SUPPLIED MATERIAL below:
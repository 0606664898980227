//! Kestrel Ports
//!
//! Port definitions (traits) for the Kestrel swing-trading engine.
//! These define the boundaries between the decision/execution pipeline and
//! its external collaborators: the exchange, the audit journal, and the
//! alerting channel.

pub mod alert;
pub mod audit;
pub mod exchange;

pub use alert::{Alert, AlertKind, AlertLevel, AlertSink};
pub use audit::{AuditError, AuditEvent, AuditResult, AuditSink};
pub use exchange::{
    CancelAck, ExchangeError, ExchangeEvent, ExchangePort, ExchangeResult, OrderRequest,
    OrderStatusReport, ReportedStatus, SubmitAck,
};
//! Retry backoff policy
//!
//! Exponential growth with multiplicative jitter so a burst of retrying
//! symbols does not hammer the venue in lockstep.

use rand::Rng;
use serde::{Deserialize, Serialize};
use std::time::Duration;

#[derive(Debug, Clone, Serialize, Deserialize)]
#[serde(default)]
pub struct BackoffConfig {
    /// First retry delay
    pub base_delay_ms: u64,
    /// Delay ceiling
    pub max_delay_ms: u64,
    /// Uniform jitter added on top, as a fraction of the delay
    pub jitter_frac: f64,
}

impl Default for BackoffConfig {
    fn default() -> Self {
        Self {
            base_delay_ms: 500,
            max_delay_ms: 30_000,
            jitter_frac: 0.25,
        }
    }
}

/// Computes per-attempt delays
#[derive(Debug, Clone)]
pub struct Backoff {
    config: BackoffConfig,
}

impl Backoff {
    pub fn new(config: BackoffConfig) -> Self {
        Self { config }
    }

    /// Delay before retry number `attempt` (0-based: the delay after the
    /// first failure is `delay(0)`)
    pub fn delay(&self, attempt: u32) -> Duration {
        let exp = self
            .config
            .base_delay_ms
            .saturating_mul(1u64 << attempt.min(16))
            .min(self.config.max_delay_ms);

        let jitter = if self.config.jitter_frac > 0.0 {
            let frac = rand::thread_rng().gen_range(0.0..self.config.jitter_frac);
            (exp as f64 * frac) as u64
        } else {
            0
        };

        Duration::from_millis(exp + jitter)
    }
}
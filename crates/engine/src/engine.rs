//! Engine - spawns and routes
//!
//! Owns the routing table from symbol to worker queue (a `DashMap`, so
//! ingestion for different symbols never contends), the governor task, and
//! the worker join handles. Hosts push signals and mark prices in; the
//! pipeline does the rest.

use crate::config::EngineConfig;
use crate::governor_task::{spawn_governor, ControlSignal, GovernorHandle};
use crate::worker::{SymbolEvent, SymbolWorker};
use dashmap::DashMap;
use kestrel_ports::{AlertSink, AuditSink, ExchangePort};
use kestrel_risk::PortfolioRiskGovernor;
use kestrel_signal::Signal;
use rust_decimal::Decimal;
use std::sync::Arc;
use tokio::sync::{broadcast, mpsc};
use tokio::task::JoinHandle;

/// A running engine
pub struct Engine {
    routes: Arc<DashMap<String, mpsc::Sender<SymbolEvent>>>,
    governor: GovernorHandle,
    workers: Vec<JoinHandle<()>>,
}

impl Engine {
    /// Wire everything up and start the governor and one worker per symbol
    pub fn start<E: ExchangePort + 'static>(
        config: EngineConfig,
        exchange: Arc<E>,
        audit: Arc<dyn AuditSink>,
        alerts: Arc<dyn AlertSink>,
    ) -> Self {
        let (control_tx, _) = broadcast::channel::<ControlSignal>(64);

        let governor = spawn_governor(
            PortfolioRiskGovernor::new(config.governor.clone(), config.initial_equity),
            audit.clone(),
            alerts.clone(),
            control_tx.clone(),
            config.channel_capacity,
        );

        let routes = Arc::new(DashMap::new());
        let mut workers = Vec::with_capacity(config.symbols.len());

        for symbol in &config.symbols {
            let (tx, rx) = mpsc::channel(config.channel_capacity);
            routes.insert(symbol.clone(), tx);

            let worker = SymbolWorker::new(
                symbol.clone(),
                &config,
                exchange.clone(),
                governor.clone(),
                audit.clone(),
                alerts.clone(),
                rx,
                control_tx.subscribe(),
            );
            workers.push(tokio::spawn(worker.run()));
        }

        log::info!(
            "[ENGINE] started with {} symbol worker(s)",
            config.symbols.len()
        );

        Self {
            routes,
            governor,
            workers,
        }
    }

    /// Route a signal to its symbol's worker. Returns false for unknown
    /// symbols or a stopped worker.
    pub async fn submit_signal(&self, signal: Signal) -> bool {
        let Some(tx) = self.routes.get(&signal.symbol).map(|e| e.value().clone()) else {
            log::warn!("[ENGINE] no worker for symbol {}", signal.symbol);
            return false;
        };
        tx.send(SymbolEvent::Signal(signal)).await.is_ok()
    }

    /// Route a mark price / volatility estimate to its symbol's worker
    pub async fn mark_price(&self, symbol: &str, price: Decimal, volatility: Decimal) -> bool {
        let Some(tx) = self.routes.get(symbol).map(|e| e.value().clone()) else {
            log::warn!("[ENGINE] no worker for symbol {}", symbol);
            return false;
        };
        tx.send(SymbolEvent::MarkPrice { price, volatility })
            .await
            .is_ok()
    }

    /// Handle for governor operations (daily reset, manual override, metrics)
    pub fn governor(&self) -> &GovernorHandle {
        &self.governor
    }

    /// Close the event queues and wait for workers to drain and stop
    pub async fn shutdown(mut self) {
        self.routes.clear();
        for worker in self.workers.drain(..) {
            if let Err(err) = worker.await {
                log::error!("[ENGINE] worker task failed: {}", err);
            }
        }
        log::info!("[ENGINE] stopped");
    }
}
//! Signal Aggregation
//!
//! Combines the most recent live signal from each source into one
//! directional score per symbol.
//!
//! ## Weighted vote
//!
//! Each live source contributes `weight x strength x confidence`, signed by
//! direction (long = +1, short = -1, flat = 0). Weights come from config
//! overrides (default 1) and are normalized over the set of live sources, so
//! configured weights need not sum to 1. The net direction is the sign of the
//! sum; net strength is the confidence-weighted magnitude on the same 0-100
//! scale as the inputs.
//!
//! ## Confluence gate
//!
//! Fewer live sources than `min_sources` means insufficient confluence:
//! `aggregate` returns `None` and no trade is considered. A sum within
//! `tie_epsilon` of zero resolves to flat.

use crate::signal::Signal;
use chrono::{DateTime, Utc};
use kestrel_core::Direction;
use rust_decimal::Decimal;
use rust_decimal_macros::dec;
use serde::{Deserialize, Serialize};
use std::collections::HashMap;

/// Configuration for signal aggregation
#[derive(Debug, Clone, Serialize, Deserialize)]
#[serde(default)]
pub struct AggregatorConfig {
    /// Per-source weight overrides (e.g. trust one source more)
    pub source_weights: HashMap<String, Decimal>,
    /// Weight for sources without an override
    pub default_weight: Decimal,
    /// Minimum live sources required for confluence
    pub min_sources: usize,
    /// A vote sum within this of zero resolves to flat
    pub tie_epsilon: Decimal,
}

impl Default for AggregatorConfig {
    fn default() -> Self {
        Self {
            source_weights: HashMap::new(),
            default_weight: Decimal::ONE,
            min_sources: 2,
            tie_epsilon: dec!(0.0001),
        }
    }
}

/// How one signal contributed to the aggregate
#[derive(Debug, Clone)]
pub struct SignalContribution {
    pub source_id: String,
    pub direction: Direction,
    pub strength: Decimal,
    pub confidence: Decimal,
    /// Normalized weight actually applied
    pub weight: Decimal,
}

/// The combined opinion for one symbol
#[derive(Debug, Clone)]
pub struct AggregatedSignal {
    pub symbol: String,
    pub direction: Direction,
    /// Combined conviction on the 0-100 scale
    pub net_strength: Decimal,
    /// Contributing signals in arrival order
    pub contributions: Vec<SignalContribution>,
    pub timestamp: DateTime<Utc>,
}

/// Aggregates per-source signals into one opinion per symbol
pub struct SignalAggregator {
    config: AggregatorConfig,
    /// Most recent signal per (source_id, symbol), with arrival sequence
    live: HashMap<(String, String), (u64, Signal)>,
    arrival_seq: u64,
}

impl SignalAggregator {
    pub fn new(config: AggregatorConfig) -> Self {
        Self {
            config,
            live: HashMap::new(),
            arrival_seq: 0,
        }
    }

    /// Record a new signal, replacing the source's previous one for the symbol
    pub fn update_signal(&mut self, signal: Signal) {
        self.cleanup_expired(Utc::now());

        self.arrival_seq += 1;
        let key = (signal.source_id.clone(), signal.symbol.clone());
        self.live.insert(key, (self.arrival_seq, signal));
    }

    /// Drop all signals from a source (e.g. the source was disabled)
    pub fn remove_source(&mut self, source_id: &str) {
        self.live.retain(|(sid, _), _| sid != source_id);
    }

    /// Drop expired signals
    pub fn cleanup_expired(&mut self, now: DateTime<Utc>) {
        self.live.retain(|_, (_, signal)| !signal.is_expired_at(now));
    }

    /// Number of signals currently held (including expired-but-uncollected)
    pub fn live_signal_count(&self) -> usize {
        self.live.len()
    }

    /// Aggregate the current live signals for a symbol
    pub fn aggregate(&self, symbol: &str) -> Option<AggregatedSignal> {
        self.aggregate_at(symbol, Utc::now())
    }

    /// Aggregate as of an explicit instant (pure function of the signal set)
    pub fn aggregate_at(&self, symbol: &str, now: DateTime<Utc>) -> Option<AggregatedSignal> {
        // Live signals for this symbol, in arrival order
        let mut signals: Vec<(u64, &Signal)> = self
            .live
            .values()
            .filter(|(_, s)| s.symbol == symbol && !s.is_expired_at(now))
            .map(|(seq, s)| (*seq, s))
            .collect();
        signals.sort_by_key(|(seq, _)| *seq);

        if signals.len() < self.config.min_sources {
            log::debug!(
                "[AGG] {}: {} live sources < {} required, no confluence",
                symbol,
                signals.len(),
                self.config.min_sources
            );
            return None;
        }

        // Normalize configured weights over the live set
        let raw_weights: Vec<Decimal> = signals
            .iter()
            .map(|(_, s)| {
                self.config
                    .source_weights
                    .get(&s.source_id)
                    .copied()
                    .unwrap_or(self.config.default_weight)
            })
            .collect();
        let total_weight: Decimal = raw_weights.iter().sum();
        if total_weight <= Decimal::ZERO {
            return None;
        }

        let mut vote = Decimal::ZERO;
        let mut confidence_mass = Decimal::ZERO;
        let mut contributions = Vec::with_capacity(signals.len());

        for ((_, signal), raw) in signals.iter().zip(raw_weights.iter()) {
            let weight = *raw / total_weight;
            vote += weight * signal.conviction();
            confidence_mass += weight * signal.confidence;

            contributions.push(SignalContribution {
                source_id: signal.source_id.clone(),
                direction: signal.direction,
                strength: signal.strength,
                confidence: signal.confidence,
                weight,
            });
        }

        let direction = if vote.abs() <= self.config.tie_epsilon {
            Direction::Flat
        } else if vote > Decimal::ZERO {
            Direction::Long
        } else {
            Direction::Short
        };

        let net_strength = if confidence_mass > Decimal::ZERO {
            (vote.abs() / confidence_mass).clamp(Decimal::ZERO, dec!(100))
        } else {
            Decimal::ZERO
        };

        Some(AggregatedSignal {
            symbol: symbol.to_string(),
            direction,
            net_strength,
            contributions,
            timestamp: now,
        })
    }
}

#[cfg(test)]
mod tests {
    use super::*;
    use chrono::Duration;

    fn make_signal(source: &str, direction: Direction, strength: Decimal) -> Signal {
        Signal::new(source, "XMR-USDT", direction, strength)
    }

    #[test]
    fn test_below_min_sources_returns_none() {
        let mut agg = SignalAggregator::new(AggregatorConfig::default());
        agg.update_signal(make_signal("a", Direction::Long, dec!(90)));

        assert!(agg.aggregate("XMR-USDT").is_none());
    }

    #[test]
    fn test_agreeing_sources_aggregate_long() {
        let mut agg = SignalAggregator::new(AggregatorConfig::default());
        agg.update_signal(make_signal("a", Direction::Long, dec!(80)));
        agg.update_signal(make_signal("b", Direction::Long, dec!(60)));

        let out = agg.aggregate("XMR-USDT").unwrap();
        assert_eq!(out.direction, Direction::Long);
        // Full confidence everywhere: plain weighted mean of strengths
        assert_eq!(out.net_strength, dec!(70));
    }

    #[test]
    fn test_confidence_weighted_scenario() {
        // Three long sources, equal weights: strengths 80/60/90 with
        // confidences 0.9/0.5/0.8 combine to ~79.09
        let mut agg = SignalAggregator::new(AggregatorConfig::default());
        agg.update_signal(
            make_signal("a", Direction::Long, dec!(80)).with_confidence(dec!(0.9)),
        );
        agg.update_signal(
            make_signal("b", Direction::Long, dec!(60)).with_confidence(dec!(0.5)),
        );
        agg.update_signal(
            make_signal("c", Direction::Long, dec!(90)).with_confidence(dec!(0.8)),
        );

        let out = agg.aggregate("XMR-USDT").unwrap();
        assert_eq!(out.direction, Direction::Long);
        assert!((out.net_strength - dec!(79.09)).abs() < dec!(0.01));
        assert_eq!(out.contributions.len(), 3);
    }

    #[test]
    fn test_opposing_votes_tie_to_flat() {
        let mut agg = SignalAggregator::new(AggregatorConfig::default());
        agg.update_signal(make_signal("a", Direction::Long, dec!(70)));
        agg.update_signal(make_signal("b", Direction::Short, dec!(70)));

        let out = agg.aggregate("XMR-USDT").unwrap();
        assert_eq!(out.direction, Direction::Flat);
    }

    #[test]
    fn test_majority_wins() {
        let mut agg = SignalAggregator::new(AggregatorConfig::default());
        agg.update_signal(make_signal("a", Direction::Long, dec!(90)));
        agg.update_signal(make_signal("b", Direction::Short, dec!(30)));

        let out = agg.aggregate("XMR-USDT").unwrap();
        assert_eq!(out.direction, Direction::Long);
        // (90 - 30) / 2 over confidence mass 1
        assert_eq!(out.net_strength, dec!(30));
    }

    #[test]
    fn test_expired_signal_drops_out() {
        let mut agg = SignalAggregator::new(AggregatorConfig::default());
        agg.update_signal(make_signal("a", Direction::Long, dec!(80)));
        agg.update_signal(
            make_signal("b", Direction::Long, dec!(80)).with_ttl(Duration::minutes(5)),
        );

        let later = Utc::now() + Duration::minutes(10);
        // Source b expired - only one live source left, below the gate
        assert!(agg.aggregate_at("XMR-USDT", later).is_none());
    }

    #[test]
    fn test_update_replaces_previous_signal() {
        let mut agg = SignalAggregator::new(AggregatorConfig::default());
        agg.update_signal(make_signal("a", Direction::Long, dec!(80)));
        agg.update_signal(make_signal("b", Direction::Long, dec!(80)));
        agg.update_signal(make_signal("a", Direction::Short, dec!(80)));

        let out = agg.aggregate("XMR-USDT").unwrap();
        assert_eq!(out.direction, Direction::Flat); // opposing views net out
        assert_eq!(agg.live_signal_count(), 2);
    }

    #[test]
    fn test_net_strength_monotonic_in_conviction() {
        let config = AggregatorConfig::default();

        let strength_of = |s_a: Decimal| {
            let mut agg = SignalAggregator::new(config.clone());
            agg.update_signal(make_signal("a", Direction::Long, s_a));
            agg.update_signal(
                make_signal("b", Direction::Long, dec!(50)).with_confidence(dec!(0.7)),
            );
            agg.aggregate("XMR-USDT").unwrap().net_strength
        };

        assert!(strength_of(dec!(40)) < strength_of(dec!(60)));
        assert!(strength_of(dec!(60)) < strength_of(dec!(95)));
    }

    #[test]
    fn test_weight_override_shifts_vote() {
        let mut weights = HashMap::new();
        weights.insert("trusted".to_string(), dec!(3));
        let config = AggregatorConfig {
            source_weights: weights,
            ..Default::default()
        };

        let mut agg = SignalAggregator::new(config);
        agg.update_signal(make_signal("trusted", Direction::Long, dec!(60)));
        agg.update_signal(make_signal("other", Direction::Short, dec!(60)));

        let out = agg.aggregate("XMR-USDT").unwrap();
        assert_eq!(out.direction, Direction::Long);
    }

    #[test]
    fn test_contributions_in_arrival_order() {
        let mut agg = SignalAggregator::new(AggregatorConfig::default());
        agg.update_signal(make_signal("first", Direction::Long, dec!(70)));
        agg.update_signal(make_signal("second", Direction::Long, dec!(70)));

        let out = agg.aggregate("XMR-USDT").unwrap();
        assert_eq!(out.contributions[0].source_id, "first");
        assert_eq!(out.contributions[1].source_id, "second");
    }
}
End of SUPPLIED MATERIAL.
Pull every line containing the string "usize" out of the data above and copy it.

    pub min_sources: usize,
    pub fn live_signal_count(&self) -> usize {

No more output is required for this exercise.